Are all homeless people the same?

If you lump them together as one, then the voice should be considered more powerful. The voice should be allowed to have its say, its representation. The words shouldn’t be ignored.

Homeless people are individuals who share a circumstance. The problem is that many in society consider people without a home as a collective without distinguishing characteristics.

If that’s the case, we’ll let the homeless people we interviewed as part of the SF Homeless Project to speak as one. From the interviews, we created a unified voice. After you read their story, scroll to look into their eyes.

Really, LOOK.

Then ask yourself, are they all the same? Or maybe the question should be this: should I continue treating them the same as I always have?

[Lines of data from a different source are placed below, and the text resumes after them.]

use serde::Serialize;
use serde_json::{json, Map, Value};

use crate::math::Point2;

/// The per-tick, per-robot view of the field handed to a strategy.
///
/// All coordinates are in the global field frame (origin at the field center);
/// "my" and "friend" are relative to the robot the snapshot was made for.
#[derive(Serialize, Clone, Debug, PartialEq)]
pub struct WorldSnapshot {
    pub my_position: Point2,
    /// degrees, in (-180, 180]. Some sources don't track orientation.
    pub my_orientation: Option<f64>,
    pub friend_position: Point2,
    pub enemy_positions: Vec<Point2>,
    pub ball_position: Point2,
}

/// Which shape of strategy data a strategy was written against.
#[derive(Clone, Copy, PartialEq, Eq, Debug, Default)]
pub enum SnapshotVersion {
    /// positions only, `my_orientation` is never sent
    Legacy,
    /// positions plus `my_orientation` whenever it is known
    #[default]
    Oriented,
}

fn pair(p: Point2) -> Value {
    json!([p.x, p.y])
}

impl WorldSnapshot {
    /// Builds the mapping passed to `Strategy::update`.
    ///
    /// Keys: `my_position`, `my_orientation` (oriented only), `friend_position`,
    /// `enemy1_position`, `enemy2_position`, ... and `ball_position`.
    pub fn to_strategy_data(&self, version: SnapshotVersion) -> Value {
        let mut data = Map::new();
        data.insert("my_position".to_owned(), pair(self.my_position));
        if let (SnapshotVersion::Oriented, Some(orientation)) = (version, self.my_orientation) {
            data.insert("my_orientation".to_owned(), json!(orientation));
        }
        data.insert("friend_position".to_owned(), pair(self.friend_position));
        for (i, enemy) in self.enemy_positions.iter().enumerate() {
            data.insert(format!("enemy{}_position", i + 1), pair(*enemy));
        }
        data.insert("ball_position".to_owned(), pair(self.ball_position));
        Value::Object(data)
    }
}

[Ed. note: The following was compiled from the interviews we conducted. Find the corresponding sentences under their eyes.]

Let’s talk about being out here, you know, homeless.

Well, it was very easy how I got to this point. I walked in the bedroom and found my wife dead on the bedroom floor. I was happy as a clam in mud, but seeing her like that broke me.

It’s one thing to look at the picture, but it’s something completely different than when you are the picture.

How are you going to get rid of the problem you guys created? How are you gonna put a stop to a monster that you created?

You know, it’s pretty boring out here, not really anything to do. At the end of the day, we’re all just people trying to get by.

I’m out here by choice because, you know, a sense of direction and stability, that’s not really my thing anymore.

Change doesn’t happen overnight. In time, things will be different. Maybe I’ll get used to not being out here. So far, I always come back to this. They don’t want you on the street, but they don’t wanna put you up anywhere nice.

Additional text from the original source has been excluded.